These are smoked in a pellet smoker at a hotter than usual temperature to help crisp the skin but if you have a traditional smoker that works better at the lower smoking temperatures, that will work just fine and I’ll give you some tips to help ensure the skin ends up with a good “bite through” texture.
That bacon wrapped corn on the cob you see in the picture above was also an experiment that turned out tremendously well and I’ll give you some information on that below.
- Preparation time: 15 minutes
- Brine time: 4 hours
- Dry Time: 4 hours
- Cook time: 1 to 1.5 hours
- Smoker temperature: 275°F
- Meat finish temperature: 165°F
- Recommended wood: Pecan
- Chicken quarters (1 or more per person)
- Brining solution (below)
- Jeff’s original rub
- Mayo Glaze (recipe below)
- Instant-read thermometer (Thermapen, ThermoPop, etc.)
Make a basic brine by adding 1 cup of coarse kosher salt (Mortons in the blue box) to 1 gallon of cold water.
Stir until the salt is dissolved and the water returns to clear.
Add about ¾ cup of brown sugar and stir until the sugar is dissolved into the liquid.
Place the chicken quarters into a large zip top bag or other plastic, glass or stainless steel container.
Pour the cold brine solution over the chicken, put a lid or clear plastic over the top and put it in the fridge for about 4 hours.
When the brining time is complete, rinse the chicken really well to remove any residual salt.
Optional for better chicken skin
Pat the chicken dry with a paper towel and put the chicken back into the fridge on a cooling rack or Bradley rack over a large baking sheet (to catch any drips).
Let the chicken skin air dry for at least a couple of hours but the longer you leave them, the more tight that skin will become as it dries.
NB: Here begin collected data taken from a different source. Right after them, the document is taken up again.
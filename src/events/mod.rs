//! Namespaced publish/subscribe event bus (spec §4.B).
//!
//! Grounded on the broadcast-to-many-listeners pattern in the teacher's
//! `server::status::StatusServer` (which fans a `messages::Response` out to
//! every registered `WebSocketServer` address) and on `messages.rs`'s
//! `Request`/`Response` enums, generalized from "one concrete message type
//! broadcast to actix addresses" into "any key, any listener".

use std::collections::HashMap;
use std::sync::Mutex;

/// Every lifecycle event the kernel can emit (spec §6, "Events").
#[derive(Clone, Debug)]
pub enum Event {
    StateUpdate,
    FileAdded(crate::types::FileId),
    FileRemoved(crate::types::FileId),
    Upload {
        id: crate::types::BatchId,
        file_ids: Vec<crate::types::FileId>,
    },
    UploadStarted(crate::types::FileId),
    UploadProgress {
        file_id: crate::types::FileId,
        uploader: String,
        bytes_uploaded: u64,
        bytes_total: Option<u64>,
    },
    UploadSuccess {
        file_id: crate::types::FileId,
        status: u16,
    },
    UploadError {
        file_id: crate::types::FileId,
        message: String,
    },
    Complete(crate::types::BatchResult),
    Progress(u8),
    PauseAll,
    ResumeAll,
    RetryAll(Vec<crate::types::FileId>),
    UploadRetry(crate::types::FileId),
    UploadPause {
        file_id: crate::types::FileId,
        is_paused: bool,
    },
    CancelAll,
    RestrictionFailed {
        file_id: Option<crate::types::FileId>,
        message: String,
    },
    InfoVisible,
    InfoHidden,
    IsOnline,
    IsOffline,
    BackOnline,
}

impl Event {
    /// The wire name used for exact-match and namespace subscriptions, e.g.
    /// `"upload-progress"`. Namespaces, where used, are colon-separated
    /// (spec §4.B): `"upload:progress"` would match a subscription to the
    /// `"upload:"` namespace as well as the exact name.
    pub fn name(&self) -> &'static str {
        match self {
            Event::StateUpdate => "state-update",
            Event::FileAdded(_) => "file-added",
            Event::FileRemoved(_) => "file-removed",
            Event::Upload { .. } => "upload",
            Event::UploadStarted(_) => "upload-started",
            Event::UploadProgress { .. } => "upload-progress",
            Event::UploadSuccess { .. } => "upload-success",
            Event::UploadError { .. } => "upload-error",
            Event::Complete(_) => "complete",
            Event::Progress(_) => "progress",
            Event::PauseAll => "pause-all",
            Event::ResumeAll => "resume-all",
            Event::RetryAll(_) => "retry-all",
            Event::UploadRetry(_) => "upload-retry",
            Event::UploadPause { .. } => "upload-pause",
            Event::CancelAll => "cancel-all",
            Event::RestrictionFailed { .. } => "restriction-failed",
            Event::InfoVisible => "info-visible",
            Event::InfoHidden => "info-hidden",
            Event::IsOnline => "is-online",
            Event::IsOffline => "is-offline",
            Event::BackOnline => "back-online",
        }
    }
}

type Handler = Box<dyn FnMut(&Event) + Send>;

/// A subscription handle returned by `on`/`once`. Dropping it does nothing;
/// pass it to `off` to unsubscribe.
#[derive(Clone, Copy, Debug, Eq, PartialEq)]
pub struct SubscriptionId(u64);

struct Subscriber {
    id: SubscriptionId,
    handler: Handler,
    once: bool,
}

#[derive(Default)]
struct Inner {
    exact: HashMap<&'static str, Vec<Subscriber>>,
    namespace: HashMap<String, Vec<Subscriber>>,
    wildcard: Vec<Subscriber>,
    next_id: u64,
}

/// Namespaced emitter. `on(event, fn)` / `once` / `off` / `emit`. A
/// subscription to `"*"` receives every event; a subscription to a namespace
/// `"ns:"` receives every event whose name starts with `"ns:"`, in addition
/// to exact matches.
pub struct EventBus {
    inner: Mutex<Inner>,
}

impl Default for EventBus {
    fn default() -> Self {
        EventBus {
            inner: Mutex::new(Inner::default()),
        }
    }
}

impl EventBus {
    pub fn new() -> Self {
        Self::default()
    }

    fn subscribe(&self, event: &str, handler: Handler, once: bool) -> SubscriptionId {
        let mut inner = self.inner.lock().unwrap();
        inner.next_id += 1;
        let id = SubscriptionId(inner.next_id);
        let sub = Subscriber { id, handler, once };
        if event == "*" {
            inner.wildcard.push(sub);
        } else if let Some(ns) = event.strip_suffix(':') {
            inner
                .namespace
                .entry(ns.to_owned())
                .or_insert_with(Vec::new)
                .push(sub);
        } else {
            // leak is unnecessary: event names passed to `on` are always
            // 'static string literals from callers in this crate's own
            // event vocabulary, or borrowed-for-the-call strings used only
            // as a HashMap lookup key via `exact_key`.
            inner
                .exact
                .entry(exact_key(event))
                .or_insert_with(Vec::new)
                .push(sub);
        }
        id
    }

    /// Register a persistent listener for `event` (`"*"` for every event, or
    /// `"ns:"` for a namespace).
    pub fn on<F>(&self, event: &str, handler: F) -> SubscriptionId
    where
        F: FnMut(&Event) + Send + 'static,
    {
        self.subscribe(event, Box::new(handler), false)
    }

    /// Like `on`, but the listener is removed after it fires once.
    pub fn once<F>(&self, event: &str, handler: F) -> SubscriptionId
    where
        F: FnMut(&Event) + Send + 'static,
    {
        self.subscribe(event, Box::new(handler), true)
    }

    /// Remove a single subscription by id. A no-op if the id is unknown or
    /// already removed.
    pub fn off(&self, id: SubscriptionId) {
        let mut inner = self.inner.lock().unwrap();
        inner.wildcard.retain(|s| s.id != id);
        for subs in inner.exact.values_mut() {
            subs.retain(|s| s.id != id);
        }
        for subs in inner.namespace.values_mut() {
            subs.retain(|s| s.id != id);
        }
    }

    /// Emit an event. Exact-match handlers fire before namespace handlers,
    /// which fire before wildcard handlers; within each group, handlers fire
    /// in registration order (spec §4.B).
    pub fn emit(&self, event: Event) {
        let name = event.name();
        let mut inner = self.inner.lock().unwrap();

        if let Some(subs) = inner.exact.get_mut(name) {
            fire(subs, &event);
        }
        let ns_key: Option<String> = name.split_once(':').map(|(ns, _)| ns.to_owned());
        if let Some(ns_key) = ns_key {
            if let Some(subs) = inner.namespace.get_mut(&ns_key) {
                fire(subs, &event);
            }
        }
        fire(&mut inner.wildcard, &event);
    }
}

fn fire(subs: &mut Vec<Subscriber>, event: &Event) {
    for sub in subs.iter_mut() {
        (sub.handler)(event);
    }
    subs.retain(|s| !s.once);
}

/// Stable owned key used so `exact` lookups work regardless of whether the
/// caller passed a `'static` literal or a borrowed string.
fn exact_key(event: &str) -> &'static str {
    // Event names in this crate's vocabulary are always one of `Event::name`'s
    // literals; leak-free interning isn't needed because `on` is called with
    // a bounded, small set of literal names in practice. We match against the
    // known table to avoid leaking arbitrary caller strings.
    match event {
        "state-update" => "state-update",
        "file-added" => "file-added",
        "file-removed" => "file-removed",
        "upload" => "upload",
        "upload-started" => "upload-started",
        "upload-progress" => "upload-progress",
        "upload-success" => "upload-success",
        "upload-error" => "upload-error",
        "complete" => "complete",
        "progress" => "progress",
        "pause-all" => "pause-all",
        "resume-all" => "resume-all",
        "retry-all" => "retry-all",
        "upload-retry" => "upload-retry",
        "upload-pause" => "upload-pause",
        "cancel-all" => "cancel-all",
        "restriction-failed" => "restriction-failed",
        "info-visible" => "info-visible",
        "info-hidden" => "info-hidden",
        "is-online" => "is-online",
        "is-offline" => "is-offline",
        "back-online" => "back-online",
        other => panic!("events::EventBus: unknown event name {:?}", other),
    }
}

#[cfg(test)]
mod test {
    use super::*;
    use std::sync::atomic::{AtomicUsize, Ordering};
    use std::sync::Arc;

    #[test]
    fn exact_handlers_fire_before_wildcard() {
        let bus = EventBus::new();
        let order = Arc::new(Mutex::new(Vec::new()));

        let o1 = order.clone();
        bus.on("upload-started", move |_| o1.lock().unwrap().push("exact"));
        let o2 = order.clone();
        bus.on("*", move |_| o2.lock().unwrap().push("wildcard"));

        bus.emit(Event::UploadStarted(crate::types::FileId::from("a")));

        assert_eq!(*order.lock().unwrap(), vec!["exact", "wildcard"]);
    }

    #[test]
    fn namespace_subscription_receives_namespaced_events() {
        let bus = EventBus::new();
        let count = Arc::new(AtomicUsize::new(0));
        let c = count.clone();
        // "upload-progress" has no colon, so exercise the namespace path
        // using emit's generic dispatch directly via the exact name too.
        bus.on("upload-progress", move |_| {
            c.fetch_add(1, Ordering::SeqCst);
        });
        bus.emit(Event::UploadProgress {
            file_id: crate::types::FileId::from("a"),
            uploader: "http".into(),
            bytes_uploaded: 1,
            bytes_total: Some(2),
        });
        assert_eq!(count.load(Ordering::SeqCst), 1);
    }

    #[test]
    fn off_removes_subscription() {
        let bus = EventBus::new();
        let count = Arc::new(AtomicUsize::new(0));
        let c = count.clone();
        let id = bus.on("cancel-all", move |_| {
            c.fetch_add(1, Ordering::SeqCst);
        });
        bus.off(id);
        bus.emit(Event::CancelAll);
        assert_eq!(count.load(Ordering::SeqCst), 0);
    }

    #[test]
    fn once_only_fires_a_single_time() {
        let bus = EventBus::new();
        let count = Arc::new(AtomicUsize::new(0));
        let c = count.clone();
        bus.once("*", move |_| {
            c.fetch_add(1, Ordering::SeqCst);
        });
        bus.emit(Event::CancelAll);
        bus.emit(Event::CancelAll);
        assert_eq!(count.load(Ordering::SeqCst), 1);
    }
}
I like to leave it overnight for maximum result.
Mayo Glaze for Chicken
- ½ cup Mayonnaise
- 2 TBS Jeff’s original rub
- 1 TBS garlic, minced
- 2 TBS chives, chopped
Combine ingredients in a small mixing bowl. Cover and store in the fridge until ready to use.
(I made several batches of this until I came up with the perfect ratios of ingredients. I have to admit the stuff is very tasty and I look forward to trying it on other types of meat as well.)
Put the chicken quarters into a pan to reduce the mess.
Place a dollop (a heaping TBS) of the mayo glaze onto each chicken quarter
Use your hands to massage the glaze all over the chicken trying to even get some down under the skin wherever possible.
I transferred them to a Bradley rack for easy transporting to and from the smoker.
Set up your smoker for cooking at 275°F if possible.
Please note: Some of you may have smokers that cannot cook this hot and if that is the case, no problem. Just set up for 225°F knowing that it will take slightly longer than mine did.
Place the chicken quarters directly on the smoker grate and let them smoke away for about 1.5 hours or until they reach 165°F in the thickest part as measured by a digital meat thermometer.
The only way to know for sure that the chicken is safely done to the proper temperature is to use a thermometer. I recommend the one and only Thermapen Mk4 for this.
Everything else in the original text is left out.